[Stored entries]
== == ==
//! Driver binary: thin glue around the library's lex/parse/eval pipeline.
//!
//! Out of scope per the specification's own framing -- CLI argument
//! parsing, file I/O, computing an output path -- but still built the way
//! a real binary in this codebase's lineage is built: `clap` for argument
//! parsing, `log`/`env_logger` for structured progress, `thiserror` for the
//! one error type this layer needs.

use std::fs;
use std::path::{Path, PathBuf};
use std::process::ExitCode;

use clap::Parser;
use log::{error, info, warn};

use munch::error::PipelineError;
use munch::report::{run_pipeline, PipelineOutcome};
use munch::LimitTracker;

/// Lex, parse and run a small imperative source file, writing a three-
/// section report (lexing, parsing, running) to the output directory.
#[derive(Debug, Parser)]
#[command(name = "munch", version, about)]
struct Cli {
    /// Path to the source file to interpret.
    input: PathBuf,

    /// Directory the report is written under.
    #[arg(long, default_value = "outputs")]
    output_dir: PathBuf,

    /// Recursion limit shared by the parser and the evaluator.
    #[arg(long, default_value_t = LimitTracker::default().limit)]
    recursion_limit: usize,
}

fn main() -> ExitCode {
    env_logger::init();
    let cli = Cli::parse();

    match run(&cli) {
        Ok(true) => ExitCode::SUCCESS,
        Ok(false) => ExitCode::FAILURE,
        Err(err) => {
            error!("{err}");
            ExitCode::FAILURE
        }
    }
}

fn run(cli: &Cli) -> Result<bool, PipelineError> {
    let input = fs::read(&cli.input).map_err(|source| PipelineError::Read {
        path: cli.input.clone(),
        source,
    })?;
    info!("read {} bytes from {}", input.len(), cli.input.display());

    let report = run_pipeline(&input, cli.recursion_limit);
    log_outcome(&report.outcome);

    fs::create_dir_all(&cli.output_dir).map_err(|source| PipelineError::CreateOutputDir {
        path: cli.output_dir.clone(),
        source,
    })?;

    let output_path = cli.output_dir.join(output_file_name(&cli.input));
    fs::write(&output_path, &report.text).map_err(|source| PipelineError::WriteReport {
        path: output_path.clone(),
        source,
    })?;

    println!(
        "The output is saved to {} in the {} folder",
        output_path.display(),
        cli.output_dir.display()
    );

    Ok(report.outcome.is_success())
}

fn log_outcome(outcome: &PipelineOutcome) {
    match outcome {
        PipelineOutcome::Accepted => info!("parse accepted, program evaluated"),
        PipelineOutcome::UnknownToken => {
            warn!("{}", PipelineError::UnknownToken);
        }
        PipelineOutcome::Rejected => {
            warn!("{}", PipelineError::Rejected);
        }
        PipelineOutcome::LexOom => error!("{}", PipelineError::LexOom),
        PipelineOutcome::ParseOom => error!("{}", PipelineError::ParseOom),
    }
}

/// `outputs/<basename>_output.txt`, stripping a trailing `.txt` extension
/// from the input file name the way the reference `main.c` does with
/// `strrchr`/`strcmp`.
fn output_file_name(input: &Path) -> String {
    let stem = match input.file_name().and_then(|s| s.to_str()) {
        Some(name) => name.strip_suffix(".txt").unwrap_or(name),
        None => "output",
    };
    format!("{stem}_output.txt")
}

#[cfg(test)]
mod tests {
    use super::*;

    #[test]
    fn strips_txt_extension() {
        assert_eq!(output_file_name(Path::new("prog.txt")), "prog_output.txt");
    }

    #[test]
    fn leaves_other_extensions_alone() {
        assert_eq!(output_file_name(Path::new("prog.src")), "prog.src_output.txt");
    }

    #[test]
    fn run_writes_report_under_output_dir() {
        let dir = tempfile::tempdir().unwrap();
        let input_path = dir.path().join("prog.txt");
        fs::write(&input_path, "print 1 + 1;").unwrap();

        let cli = Cli {
            input: input_path,
            output_dir: dir.path().join("outputs"),
            recursion_limit: LimitTracker::default().limit,
        };

        let success = run(&cli).unwrap();
        assert!(success);

        let report = fs::read_to_string(cli.output_dir.join("prog_output.txt")).unwrap();
        assert!(report.contains("---*** Running ***---"));
        assert!(report.contains('2'));
    }

    #[test]
    fn run_reports_failure_for_missing_input() {
        let dir = tempfile::tempdir().unwrap();
        let cli = Cli {
            input: dir.path().join("missing.txt"),
            output_dir: dir.path().join("outputs"),
            recursion_limit: LimitTracker::default().limit,
        };
        assert!(matches!(run(&cli), Err(PipelineError::Read { .. })));
    }
}
//! Structured errors raised at the edges of the pipeline.
//!
//! The three core phases (lex/parse/eval) each report their own expected
//! outcomes inline (`LexStatus`, `ParseOutcome`, evaluator warnings) rather
//! than through this type -- rejection and out-of-memory are ordinary
//! control flow for a compiler, not exceptional conditions. `PipelineError`
//! exists for the driver layer, where I/O and "the file flatly could not be
//! processed" need to collapse into one reportable error type, the way a
//! binary built on a `thiserror` library crate usually wraps its library's
//! errors alongside `std::io::Error`.

use std::path::PathBuf;

use thiserror::Error;

#[derive(Debug, Error)]
pub enum PipelineError {
    #[error("failed to read source file {path}")]
    Read {
        path: PathBuf,
        #[source]
        source: std::io::Error,
    },

    #[error("failed to create output directory {path}")]
    CreateOutputDir {
        path: PathBuf,
        #[source]
        source: std::io::Error,
    },

    #[error("failed to write report to {path}")]
    WriteReport {
        path: PathBuf,
        #[source]
        source: std::io::Error,
    },

    #[error("lexer ran out of memory")]
    LexOom,

    #[error("parser ran out of memory")]
    ParseOom,

    #[error("input contained an unrecognized token")]
    UnknownToken,

    #[error("input was rejected by the parser")]
    Rejected,
}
== == ==
Exercise => Extract every line of the records above that contains the word "main".

Exercise response =>
fn main() -> ExitCode {
/// from the input file name the way the reference `main.c` does with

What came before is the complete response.